If the council's vote holds true, the hourly wage would rise from $8.25 to $13 by 2019. Tipped employees would see a $1 increase, from $4.95 to $5.95.
By 8:30 a.m., there was no sign of the demonstration, as today's plan continued with a march downtown. The protests coincide with a series of nationwide fast-food strikes planned for Thursday.
Though the council overwhelming approved the measure, with a 44 to 5 vote, there's been a variety of opinions about the potential increase. Owners don't want their budgets to increase. Workers want better pay. Politicians want their constituencies to like them. Here's a smattering of chatter on the issue from various media outlets:
"I anticipate this even getting more quicker the pace of eliminating servers; number two, eliminating dishwashers and busboys, and going to disposables. These are what's happening in the real world." – 44th Ward Ald. Tom Tunney, former chairman of the Illinois Restaurant Association and owner Ann Sather Restaurants [CBS Chicago]

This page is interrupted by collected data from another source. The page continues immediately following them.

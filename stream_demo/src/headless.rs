//! Window-less Vulkan bring-up
//!
//! Creates an instance, picks the first physical device with a graphics or
//! transfer queue and opens one queue on it. Validation and object naming are
//! enabled in debug builds when the loader offers them.

use std::ffi::{CStr, CString};
use std::sync::Arc;

use ash::extensions::ext::DebugUtils;
use ash::vk;
use ash::{Entry, Instance};
use gpu_stream::{GpuError, GpuResult, VulkanDevice};

const VALIDATION_LAYER: &str = "VK_LAYER_KHRONOS_validation";

/// Instance, device and queue owned for the lifetime of the demo
///
/// Everything created on [`HeadlessVulkan::device`] must be dropped before
/// this value.
pub struct HeadlessVulkan {
    _entry: Entry,
    instance: Instance,
    device: Arc<VulkanDevice>,
    queue: vk::Queue,
    queue_family: u32,
    debug_messenger: Option<(DebugUtils, vk::DebugUtilsMessengerEXT)>,
}

impl HeadlessVulkan {
    pub fn new(app_name: &str) -> GpuResult<Self> {
        let entry = unsafe { Entry::load() }
            .map_err(|e| GpuError::InitializationFailed(format!("Failed to load Vulkan: {:?}", e)))?;

        let app_name_cstr = CString::new(app_name)
            .map_err(|e| GpuError::InitializationFailed(format!("Invalid application name: {}", e)))?;
        let engine_name_cstr = CString::new("gpu_stream").unwrap_or_default();
        let app_info = vk::ApplicationInfo::builder()
            .application_name(&app_name_cstr)
            .application_version(vk::make_api_version(0, 0, 1, 0))
            .engine_name(&engine_name_cstr)
            .engine_version(vk::make_api_version(0, 0, 1, 0))
            .api_version(vk::API_VERSION_1_0);

        let debug = cfg!(debug_assertions) && Self::debug_utils_available(&entry);
        let validation = cfg!(debug_assertions) && Self::validation_available(&entry);

        let mut extensions = Vec::new();
        if debug {
            extensions.push(DebugUtils::name().as_ptr());
        }
        let layer_names: Vec<CString> = if validation {
            vec![CString::new(VALIDATION_LAYER).unwrap_or_default()]
        } else {
            Vec::new()
        };
        let layer_ptrs: Vec<*const std::os::raw::c_char> = layer_names.iter().map(|name| name.as_ptr()).collect();

        let create_info = vk::InstanceCreateInfo::builder()
            .application_info(&app_info)
            .enabled_extension_names(&extensions)
            .enabled_layer_names(&layer_ptrs);

        let instance = unsafe { entry.create_instance(&create_info, None) }.map_err(GpuError::Api)?;

        let debug_messenger = if debug {
            let debug_utils = DebugUtils::new(&entry, &instance);
            match Self::setup_debug_messenger(&debug_utils) {
                Ok(messenger) => Some((debug_utils, messenger)),
                Err(e) => {
                    log::warn!("Debug messenger unavailable: {}", e);
                    None
                }
            }
        } else {
            None
        };

        let (physical_device, queue_family) = match Self::select_device(&instance) {
            Ok(selected) => selected,
            Err(e) => {
                Self::destroy_instance(&instance, &debug_messenger);
                return Err(e);
            }
        };

        let priorities = [1.0];
        let queue_infos = [vk::DeviceQueueCreateInfo::builder()
            .queue_family_index(queue_family)
            .queue_priorities(&priorities)
            .build()];
        let device_info = vk::DeviceCreateInfo::builder().queue_create_infos(&queue_infos);

        let raw_device = match unsafe { instance.create_device(physical_device, &device_info, None) } {
            Ok(device) => device,
            Err(e) => {
                Self::destroy_instance(&instance, &debug_messenger);
                return Err(GpuError::Api(e));
            }
        };
        let queue = unsafe { raw_device.get_device_queue(queue_family, 0) };

        let mut device = VulkanDevice::new(&instance, physical_device, raw_device);
        if debug {
            device = device.with_debug_utils(DebugUtils::new(&entry, &instance));
        }

        Ok(Self {
            _entry: entry,
            instance,
            device: Arc::new(device),
            queue,
            queue_family,
            debug_messenger,
        })
    }

    pub fn device(&self) -> &Arc<VulkanDevice> {
        &self.device
    }

    pub fn queue(&self) -> vk::Queue {
        self.queue
    }

    pub fn queue_family(&self) -> u32 {
        self.queue_family
    }

    fn debug_utils_available(entry: &Entry) -> bool {
        entry
            .enumerate_instance_extension_properties(None)
            .map(|extensions| {
                extensions
                    .iter()
                    .any(|ext| unsafe { CStr::from_ptr(ext.extension_name.as_ptr()) } == DebugUtils::name())
            })
            .unwrap_or(false)
    }

    fn validation_available(entry: &Entry) -> bool {
        entry
            .enumerate_instance_layer_properties()
            .map(|layers| {
                layers.iter().any(|layer| {
                    unsafe { CStr::from_ptr(layer.layer_name.as_ptr()) }.to_str() == Ok(VALIDATION_LAYER)
                })
            })
            .unwrap_or(false)
    }

    fn setup_debug_messenger(debug_utils: &DebugUtils) -> GpuResult<vk::DebugUtilsMessengerEXT> {
        let create_info = vk::DebugUtilsMessengerCreateInfoEXT::builder()
            .message_severity(
                vk::DebugUtilsMessageSeverityFlagsEXT::WARNING | vk::DebugUtilsMessageSeverityFlagsEXT::ERROR,
            )
            .message_type(
                vk::DebugUtilsMessageTypeFlagsEXT::GENERAL
                    | vk::DebugUtilsMessageTypeFlagsEXT::VALIDATION
                    | vk::DebugUtilsMessageTypeFlagsEXT::PERFORMANCE,
            )
            .pfn_user_callback(Some(debug_callback));

        unsafe { debug_utils.create_debug_utils_messenger(&create_info, None) }.map_err(GpuError::Api)
    }

    /// First device with a queue family supporting graphics, else transfer
    fn select_device(instance: &Instance) -> GpuResult<(vk::PhysicalDevice, u32)> {
        let devices = unsafe { instance.enumerate_physical_devices() }.map_err(GpuError::Api)?;

        for device in devices {
            let families = unsafe { instance.get_physical_device_queue_family_properties(device) };
            let family = families
                .iter()
                .position(|f| f.queue_flags.contains(vk::QueueFlags::GRAPHICS))
                .or_else(|| {
                    families
                        .iter()
                        .position(|f| f.queue_flags.contains(vk::QueueFlags::TRANSFER))
                });

            if let Some(family) = family {
                let properties = unsafe { instance.get_physical_device_properties(device) };
                log::info!(
                    "Selected GPU: {} (queue family {})",
                    unsafe { CStr::from_ptr(properties.device_name.as_ptr()) }.to_string_lossy(),
                    family
                );
                return Ok((device, family as u32));
            }
        }

        Err(GpuError::InitializationFailed("No GPU with a graphics or transfer queue found".to_string()))
    }

    fn destroy_instance(instance: &Instance, debug_messenger: &Option<(DebugUtils, vk::DebugUtilsMessengerEXT)>) {
        unsafe {
            if let Some((debug_utils, messenger)) = debug_messenger {
                debug_utils.destroy_debug_utils_messenger(*messenger, None);
            }
            instance.destroy_instance(None);
        }
    }
}

impl Drop for HeadlessVulkan {
    fn drop(&mut self) {
        if Arc::strong_count(&self.device) > 1 {
            log::error!("Vulkan device still shared at teardown, leaking it");
            return;
        }
        unsafe {
            let _ = self.device.raw().device_wait_idle();
            self.device.raw().destroy_device(None);
        }
        Self::destroy_instance(&self.instance, &self.debug_messenger);
    }
}

unsafe extern "system" fn debug_callback(
    message_severity: vk::DebugUtilsMessageSeverityFlagsEXT,
    message_type: vk::DebugUtilsMessageTypeFlagsEXT,
    callback_data: *const vk::DebugUtilsMessengerCallbackDataEXT,
    _user_data: *mut std::ffi::c_void,
) -> vk::Bool32 {
    let callback_data = *callback_data;
    let message = CStr::from_ptr(callback_data.p_message).to_string_lossy();

    if message_severity >= vk::DebugUtilsMessageSeverityFlagsEXT::ERROR {
        log::error!("[Vulkan] {:?} - {}", message_type, message);
    } else if message_severity >= vk::DebugUtilsMessageSeverityFlagsEXT::WARNING {
        log::warn!("[Vulkan] {:?} - {}", message_type, message);
    } else {
        log::debug!("[Vulkan] {:?} - {}", message_type, message);
    }

    vk::FALSE
}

"We believe that any minimum wage increase should be implemented over time so that the impact on owners of small and medium-sized businesses – like the ones who own and operate the majority of our restaurants – is manageable." – statement from McDonald's USA [EaterWire]
"While tip workers can make a living wage as bartenders and servers, this is in fine-dining positions where white workers are twice as likely to be hired than women of color. Women and people of color mainly work in fast-food, casual dining." – Nataki Rhodes, Restaurant Opportunities Center United. [Sun-Times]
"I think we have a great product, but at the end of the day, can I charge 10, 12, 15% more than the guy down the street? I don't know and that's what scares me." – Dan Costello, owner of Home Run Inn Pizza, and supporter of the increase. [WBEZ]
"This isn't about sound economic policy, this is about the election cycle." – Hank Meyer, owner of BJ's Market and Bakery, who supports the increase. [Tribune]
"How much is a cone going to cost for a family that comes in? I'm a businessperson trying to make a living and stay here." – Lynn Sapp, owner of Beverly's Original Rainbow Cone. [DNA Info]
There are those who claim restaurant businesses will leave or avoid Chicago due to the wage increase, like this DNA Info report that claims a Panera Bread will leave the south side, in part due to the wage hike. That's not what they found in Seattle, as a report from the pro-labor Seattle Income Inequality Advisory Committee found "businesses absorbed the costs through lower turnover, small price increases at restaurants." [Seattle Times via Media Matters]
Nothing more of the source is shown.